---------- STORED DATA

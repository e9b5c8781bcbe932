//! Flappy Bird simulation core plus the terminal, audio and input glue
//! around it.
//!
//! The core is [`GameSession`]: feed it [`Intent`]s and call
//! [`GameSession::update`] once per tick, then draw its [`Snapshot`] and play
//! whatever [`SoundEvent`]s it queued.

pub mod audio;
pub mod bird;
pub mod clock;
pub mod config;
pub mod difficulty;
pub mod geometry;
pub mod input;
pub mod pipe;
pub mod render;
pub mod session;
pub mod snapshot;

pub use audio::{AudioSink, SilentAudio, SoundEvent};
pub use bird::Bird;
pub use clock::{ClockSource, FramePacer, ManualClock, SystemClock};
pub use config::{ConfigError, GameConfig, Hitbox};
pub use difficulty::{DifficultyController, FixedInterval, SpawnCurve, Stepped};
pub use geometry::Rect;
pub use input::{ControlMode, InputPoll, InputSource, Intent};
pub use pipe::{Pipe, PipeField};
pub use session::{Flow, GameSession, GameState, Scenery};
pub use snapshot::Snapshot;
//! Sound effects. The session emits [`SoundEvent`]s; an [`AudioSink`] turns
//! them into noise, or into nothing.

use thiserror::Error;

#[derive(Debug, Clone, Copy, PartialEq, Eq, Hash)]
pub enum SoundEvent {
    Jump,
    Score,
    Hit,
}

#[derive(Debug, Error)]
pub enum AudioError {
    #[error("no audio output: {0}")]
    NoOutput(String),
}

/// Fire-and-forget playback.
pub trait AudioSink {
    fn play(&mut self, event: SoundEvent);
}

#[derive(Debug, Default)]
pub struct SilentAudio;

impl AudioSink for SilentAudio {
    fn play(&mut self, _event: SoundEvent) {}
}

#[cfg(feature = "audio")]
pub use synth::SynthAudio;

#[cfg(feature = "audio")]
mod synth {
    use fundsp::prelude32::*;
    use rodio::{OutputStream, OutputStreamBuilder, Sink, buffer::SamplesBuffer};

    use super::{AudioError, AudioSink, SoundEvent};

    const SAMPLE_RATE: u32 = 44_100;

    /// Sounds rendered once with fundsp, replayed through rodio.
    pub struct SynthAudio {
        stream: OutputStream,
        jump: Vec<f32>,
        score: Vec<f32>,
        hit: Vec<f32>,
    }

    impl SynthAudio {
        pub fn new() -> Result<Self, AudioError> {
            let stream = OutputStreamBuilder::open_default_stream()
                .map_err(|e| AudioError::NoOutput(e.to_string()))?;
            Ok(Self {
                stream,
                jump: render_jump(),
                score: render_score(),
                hit: render_hit(),
            })
        }
    }

    impl AudioSink for SynthAudio {
        fn play(&mut self, event: SoundEvent) {
            let samples = match event {
                SoundEvent::Jump => &self.jump,
                SoundEvent::Score => &self.score,
                SoundEvent::Hit => &self.hit,
            };
            let sink = Sink::connect_new(self.stream.mixer());
            sink.append(SamplesBuffer::new(1, SAMPLE_RATE, samples.clone()));
            sink.detach(); // Play in background
        }
    }

    fn render(mut node: impl AudioUnit, seconds: f64) -> Vec<f32> {
        node.set_sample_rate(f64::from(SAMPLE_RATE));
        let n = (f64::from(SAMPLE_RATE) * seconds) as usize;
        (0..n).map(|_| node.get_mono() as f32).collect()
    }

    // Square chirp, 300Hz up to 600Hz over 0.1s.
    fn render_jump() -> Vec<f32> {
        let freq = lfo(|t| lerp(300.0, 600.0, clamp01(t / 0.1)));
        let gain = lfo(|t| lerp(0.12, 0.0, clamp01(t / 0.12)));
        render((freq >> square()) * gain, 0.12)
    }

    // Two sine blips, the second a fifth higher.
    fn render_score() -> Vec<f32> {
        let freq = lfo(|t| if t < 0.07 { 880.0 } else { 1320.0 });
        let gain = lfo(|t| lerp(0.15, 0.0, clamp01(t / 0.2)));
        render((freq >> sine()) * gain, 0.2)
    }

    // Sawtooth sweep, 400Hz down to 80Hz over 0.4s.
    fn render_hit() -> Vec<f32> {
        let freq = lfo(|t| lerp(400.0, 80.0, clamp01(t / 0.4)));
        let gain = lfo(|t| lerp(0.15, 0.0, clamp01(t / 0.5)));
        render((freq >> saw()) * gain, 0.5)
    }

}

#[cfg(test)]
mod tests {
    use super::*;

    #[derive(Default)]
    struct Recorder(Vec<SoundEvent>);

    impl AudioSink for Recorder {
        fn play(&mut self, event: SoundEvent) {
            self.0.push(event);
        }
    }

    #[test]
    fn sinks_are_object_safe() {
        let mut sinks: Vec<Box<dyn AudioSink>> = vec![Box::new(SilentAudio), Box::new(Recorder::default())];
        for sink in &mut sinks {
            sink.play(SoundEvent::Score);
        }
    }
}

--------------------

- **EXERCISE INSTRUCTIONS**:
Would you please repeat exactly the lines above, starting at the line with "let freq = lfo(|t| if" and stopping at the line with "let gain = lfo(|t| lerp(0.15, 0.0, clamp01(t / 0.5)));", both included?

- **SOLVED PROBLEM**:
        let freq = lfo(|t| if t < 0.07 { 880.0 } else { 1320.0 });
        let gain = lfo(|t| lerp(0.15, 0.0, clamp01(t / 0.2)));
        render((freq >> sine()) * gain, 0.2)
    }

    // Sawtooth sweep, 400Hz down to 80Hz over 0.4s.
    fn render_hit() -> Vec<f32> {
        let freq = lfo(|t| lerp(400.0, 80.0, clamp01(t / 0.4)));
        let gain = lfo(|t| lerp(0.15, 0.0, clamp01(t / 0.5)));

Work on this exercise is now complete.